Rodent host cell/Lassa virus interactions: evolution and expression of α-Dystroglycan, LARGE-1 and LARGE-2 genes, with special emphasis on the Mastomys genus.

Arenaviruses are usually rodent-borne viruses that constitute a major threat for human health. Among them, Lassa Fever Virus (LFV) occurs in Western Africa where it infects hundreds of thousands of people annually. According to the most recent surveys, LFV is hosted by one of the multimammate rats, Mastomys natalensis, but has never been detected in its sibling and sometimes sympatric species Mastomys erythroleucus. This pattern suggests that intrinsic, i.e. genetic properties underlie such a drastic epidemiological difference (M. natalensis as a reservoir vs. M. erythroleucus as a non-reservoir species). Here we investigate genomic differences between these two closely related rodent species by focusing on three genes that have recently been described as pivotal for LFV/human cell interactions: Dystroglycan (the LFV cellular receptor), LARGE-1 and LARGE-2 (two enzymes that are essential to Dystroglycan functioning).

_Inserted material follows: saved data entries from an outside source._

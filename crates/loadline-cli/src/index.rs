//! `index.html` listing the rendered diagrams, one row per route.

use crate::CliError;
use std::collections::BTreeMap;
use std::fmt::Write as _;
use std::path::{Path, PathBuf};

pub const INDEX_FILE: &str = "index.html";

#[derive(Debug, Clone, PartialEq, Eq)]
pub struct IndexEntry {
    pub route: String,
    pub direction: String,
    /// Link target relative to the index page.
    pub href: String,
}

impl IndexEntry {
    /// Splits a `{route}_{direction}.svg` path back into its key at the first `_`.
    ///
    /// File stems never carry `_` in the route part, so the split is exact for files this
    /// tool wrote; the route shows as it appears in the file name (`N-1` for route `N_1`).
    pub fn from_relative_path(href: &str) -> Option<Self> {
        let file = href.rsplit('/').next()?;
        let stem = file.strip_suffix(".svg")?;
        let (route, direction) = stem.split_once('_')?;
        if route.is_empty() || direction.is_empty() {
            return None;
        }
        Some(Self {
            route: route.to_string(),
            direction: direction.replace('_', " "),
            href: href.to_string(),
        })
    }
}

/// Routes and directions are listed in sorted order.
pub fn render_index(heading: &str, entries: &[IndexEntry]) -> String {
    let mut routes: BTreeMap<&str, BTreeMap<&str, &str>> = BTreeMap::new();
    for entry in entries {
        routes
            .entry(entry.route.as_str())
            .or_default()
            .insert(entry.direction.as_str(), entry.href.as_str());
    }

    let mut out = String::from("<html><head><meta charset=\"utf-8\"></head><body>\n");
    if !heading.is_empty() {
        let _ = writeln!(
            &mut out,
            r#"<h4 style="margin-left: 1vw">{}</h4>"#,
            escape_html(heading)
        );
    }
    out.push_str("<table>\n");
    for (route, directions) in &routes {
        out.push_str("<tr>");
        for (direction, href) in directions {
            let _ = write!(
                &mut out,
                r#"<td><a href="{}">{} {}</a></td>"#,
                escape_html(href),
                escape_html(route),
                escape_html(direction),
            );
        }
        out.push_str("</tr>\n");
    }
    out.push_str("</table>\n</body></html>\n");
    out
}

pub fn write_index(dir: &Path, heading: &str, entries: &[IndexEntry]) -> Result<PathBuf, CliError> {
    let path = dir.join(INDEX_FILE);
    std::fs::write(&path, render_index(heading, entries)).map_err(|e| CliError::io(&path, e))?;
    tracing::info!(path = %path.display(), diagrams = entries.len(), "wrote index page");
    Ok(path)
}

/// Finds every diagram SVG under `dir`, recursively.
pub fn scan_dir(dir: &Path) -> Result<Vec<IndexEntry>, CliError> {
    let mut entries = Vec::new();
    scan_into(dir, "", &mut entries)?;
    Ok(entries)
}

fn scan_into(dir: &Path, prefix: &str, out: &mut Vec<IndexEntry>) -> Result<(), CliError> {
    let read = std::fs::read_dir(dir).map_err(|e| CliError::io(dir, e))?;
    let mut children = read
        .map(|entry| entry.map(|e| e.path()))
        .collect::<Result<Vec<_>, _>>()
        .map_err(|e| CliError::io(dir, e))?;
    children.sort();

    for path in children {
        let Some(name) = path.file_name().and_then(|n| n.to_str()) else {
            continue;
        };
        let href = format!("{prefix}{name}");
        if path.is_dir() {
            scan_into(&path, &format!("{href}/"), out)?;
        } else if let Some(entry) = IndexEntry::from_relative_path(&href) {
            out.push(entry);
        } else if name.ends_with(".svg") {
            tracing::debug!(file = %path.display(), "not a ROUTE_DIRECTION diagram; left out of the index");
        }
    }
    Ok(())
}

fn escape_html(text: &str) -> String {
    let mut out = String::with_capacity(text.len());
    for ch in text.chars() {
        match ch {
            '&' => out.push_str("&amp;"),
            '<' => out.push_str("&lt;"),
            '>' => out.push_str("&gt;"),
            '"' => out.push_str("&quot;"),
            _ => out.push(ch),
        }
    }
    out
}

#[cfg(test)]
mod tests {
    use super::*;
    use loadline_core::RouteKey;

    fn entry(route: &str, direction: &str) -> IndexEntry {
        IndexEntry {
            route: route.to_string(),
            direction: direction.to_string(),
            href: format!("{route}_{direction}.svg"),
        }
    }

    #[test]
    fn rows_are_grouped_by_route_and_sorted() {
        let html = render_index(
            "March 2023",
            &[entry("200", "Loop"), entry("100", "Outbound"), entry("100", "Inbound")],
        );
        assert!(html.contains(r#"<h4 style="margin-left: 1vw">March 2023</h4>"#));
        assert!(html.contains(
            r#"<tr><td><a href="100_Inbound.svg">100 Inbound</a></td><td><a href="100_Outbound.svg">100 Outbound</a></td></tr>"#
        ));
        let first = html.find("100 Inbound").unwrap();
        let last = html.find("200 Loop").unwrap();
        assert!(first < last);
    }

    #[test]
    fn file_names_split_into_route_and_direction() {
        let e = IndexEntry::from_relative_path("2023-03/601_Anti_Clockwise.svg").unwrap();
        assert_eq!(e.route, "601");
        assert_eq!(e.direction, "Anti Clockwise");
        assert_eq!(e.href, "2023-03/601_Anti_Clockwise.svg");
        assert!(IndexEntry::from_relative_path("legend.svg").is_none());
        assert!(IndexEntry::from_relative_path("100_Inbound.png").is_none());
    }

    #[test]
    fn written_file_names_split_back_into_the_same_direction() {
        let key = RouteKey::new("N_1", "Anti_Clockwise");
        let href = format!("{}.svg", key.file_stem());
        let e = IndexEntry::from_relative_path(&href).unwrap();
        assert_eq!(e.route, "N-1");
        assert_eq!(e.direction, "Anti Clockwise");
    }

    #[test]
    fn scan_finds_nested_diagrams() {
        let dir = tempfile::tempdir().unwrap();
        std::fs::create_dir(dir.path().join("nested")).unwrap();
        std::fs::write(dir.path().join("100_Inbound.svg"), "<svg/>").unwrap();
        std::fs::write(dir.path().join("nested").join("7_West.svg"), "<svg/>").unwrap();
        std::fs::write(dir.path().join("notes.txt"), "").unwrap();

        let hrefs: Vec<_> = scan_dir(dir.path())
            .unwrap()
            .into_iter()
            .map(|e| e.href)
            .collect();
        assert_eq!(hrefs, ["100_Inbound.svg", "nested/7_West.svg"]);
    }
}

For all three genes, sequence analyses showed that amino-acid chains undergo extremely strong purifying selective pressures, and indicated that no nucleotide (therefore no tertiary structure) change can be advocated to explain species-specific differences in LFV-cellular mediation. Nevertheless, preliminary studies of kidney-specific expression profiles suggested that important species-specific differences exist between Mastomys species. Taking into account current knowledge about LFV-human cell interactions, our results may point towards a possible role for LARGE-1 and LARGE-2 enzymes at the intracellular replication level of the virus, rather than at the LFV-host cell receptor binding step.